Malta is an island in the centre of the Mediterranean 100 km south of Italy and enjoys sunny weather practically all the year round. The skies are invariably blue and the sea is warm even in winter which has made Malta popular with water-sport enthusiasts. It is the ideal place for scuba-diving, skiing, swimming, sailing, windsurfing, water polo and fishing. Most sports facilities are available on the island including golf, tennis, and horse-riding.
Malta and its smaller sister island Gozo are rich in history. Malta is full of prehistoric temples (the oldest surviving standing man-made structures in the world), subterranean neolithic temples, catacombs, the Auberges and the formidable fortifications of the Knights of St. John which are still in a remarkable state of preservation. Valletta, the capital of Malta, and Medina, the capital city before the coming of the Knights, boast of many art galleries and museums.

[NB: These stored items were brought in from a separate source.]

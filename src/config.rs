// src/config.rs - Control server configuration
use serde::{Deserialize, Serialize};
use std::path::PathBuf;
use std::time::Duration;
use thiserror::Error;

#[derive(Debug, Error)]
pub enum ConfigError {
    #[error("IO error: {0}")]
    Io(#[from] std::io::Error),
    #[error("TOML parse error: {0}")]
    Toml(#[from] toml::de::Error),
    #[error("Invalid value for {field}: {reason}")]
    Invalid { field: &'static str, reason: String },
}

/// Main configuration struct for the socket server, firmware link, file roots and interception.
#[derive(Debug, Clone, Default, Deserialize, Serialize)]
pub struct Config {
    #[serde(default)]
    pub socket: SocketConfig,
    #[serde(default)]
    pub firmware: FirmwareConfig,
    #[serde(default)]
    pub files: FilesConfig,
    #[serde(default)]
    pub interception: InterceptionConfig,
    #[serde(default)]
    pub logging: LoggingConfig,
}

/// Local socket accepting IPC clients.
#[derive(Debug, Clone, Deserialize, Serialize)]
pub struct SocketConfig {
    #[serde(default = "default_socket_path")]
    pub path: PathBuf,
    #[serde(default = "default_backlog_warning")]
    pub backlog_warning: usize,
}

impl Default for SocketConfig {
    fn default() -> Self {
        Self {
            path: default_socket_path(),
            backlog_warning: default_backlog_warning(),
        }
    }
}

/// Firmware link settings.
#[derive(Debug, Clone, Deserialize, Serialize)]
pub struct FirmwareConfig {
    #[serde(default = "default_device")]
    pub device: String,
    #[serde(default = "default_baud")]
    pub baud: u32,
    #[serde(default = "default_poll_interval_ms")]
    pub poll_interval_ms: u64,
    #[serde(default = "default_max_retries")]
    pub max_retries: u32,
    #[serde(default = "default_max_resets")]
    pub max_resets: u32,
}

impl Default for FirmwareConfig {
    fn default() -> Self {
        Self {
            device: default_device(),
            baud: default_baud(),
            poll_interval_ms: default_poll_interval_ms(),
            max_retries: default_max_retries(),
            max_resets: default_max_resets(),
        }
    }
}

impl FirmwareConfig {
    pub fn poll_interval(&self) -> Duration {
        Duration::from_millis(self.poll_interval_ms)
    }
}

/// Roots for virtual path resolution.
#[derive(Debug, Clone, Deserialize, Serialize)]
pub struct FilesConfig {
    #[serde(default = "default_base_directory")]
    pub base_directory: PathBuf,
    #[serde(default = "default_gcodes_directory")]
    pub gcodes_directory: String,
    #[serde(default = "default_macros_directory")]
    pub macros_directory: String,
    #[serde(default = "default_system_directory")]
    pub system_directory: String,
}

impl Default for FilesConfig {
    fn default() -> Self {
        Self {
            base_directory: default_base_directory(),
            gcodes_directory: default_gcodes_directory(),
            macros_directory: default_macros_directory(),
            system_directory: default_system_directory(),
        }
    }
}

#[derive(Debug, Clone, Deserialize, Serialize)]
pub struct InterceptionConfig {
    #[serde(default = "default_interception_timeout_ms")]
    pub timeout_ms: u64,
}

impl Default for InterceptionConfig {
    fn default() -> Self {
        Self { timeout_ms: default_interception_timeout_ms() }
    }
}

impl InterceptionConfig {
    pub fn timeout(&self) -> Duration {
        Duration::from_millis(self.timeout_ms)
    }
}

#[derive(Debug, Clone, Deserialize, Serialize)]
pub struct LoggingConfig {
    #[serde(default = "default_log_level")]
    pub level: String,
}

impl Default for LoggingConfig {
    fn default() -> Self {
        Self { level: default_log_level() }
    }
}

impl LoggingConfig {
    pub fn max_level(&self) -> Result<tracing::Level, ConfigError> {
        self.level.parse().map_err(|_| ConfigError::Invalid {
            field: "logging.level",
            reason: format!("unknown level '{}'", self.level),
        })
    }
}

impl Config {
    /// Rejects combinations the server cannot run with.
    pub fn validate(&self) -> Result<(), ConfigError> {
        if self.firmware.poll_interval_ms == 0 {
            return Err(ConfigError::Invalid {
                field: "firmware.poll_interval_ms",
                reason: "must be greater than zero".to_string(),
            });
        }
        if self.firmware.max_resets == 0 {
            return Err(ConfigError::Invalid {
                field: "firmware.max_resets",
                reason: "must be greater than zero".to_string(),
            });
        }
        self.logging.max_level()?;
        Ok(())
    }
}

fn default_socket_path() -> PathBuf { PathBuf::from("/run/krusty/control.sock") }
fn default_backlog_warning() -> usize { 32 }
fn default_device() -> String { "/dev/ttyAMA0".to_string() }
fn default_baud() -> u32 { 921_600 }
fn default_poll_interval_ms() -> u64 { 25 }
fn default_max_retries() -> u32 { 3 }
fn default_max_resets() -> u32 { 5 }
fn default_base_directory() -> PathBuf { PathBuf::from("/opt/krusty/sd") }
fn default_gcodes_directory() -> String { "gcodes".to_string() }
fn default_macros_directory() -> String { "macros".to_string() }
fn default_system_directory() -> String { "sys".to_string() }
fn default_interception_timeout_ms() -> u64 { 5000 }
fn default_log_level() -> String { "info".to_string() }

/// Load configuration from a TOML file at the given path.
pub fn load_config(path: &str) -> Result<Config, ConfigError> {
    let contents = std::fs::read_to_string(path).map_err(|e| {
        tracing::error!("Failed to read config file '{}': {}", path, e);
        ConfigError::Io(e)
    })?;
    let config: Config = toml::from_str(&contents).map_err(|e| {
        tracing::error!("Failed to parse config TOML: {}", e);
        ConfigError::Toml(e)
    })?;
    config.validate()?;
    Ok(config)
}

In spite of its size Malta is a modern country teeming with life, commerce and industry. In summer particularly there is an air of festivity throughout the whole Island - the seaside is dotted with the fire of a thousand barbeques, and every week-end there are feasts in different towns and villages in a blaze of colour and with incomparable firework displays.
With 160 years under British rule Malta is the most British place in Europe and the Mediterranean. Any newsagent sells English newspapers of the day. Students coming to Malta have every opportunity to practise their English since the language is widely spoken.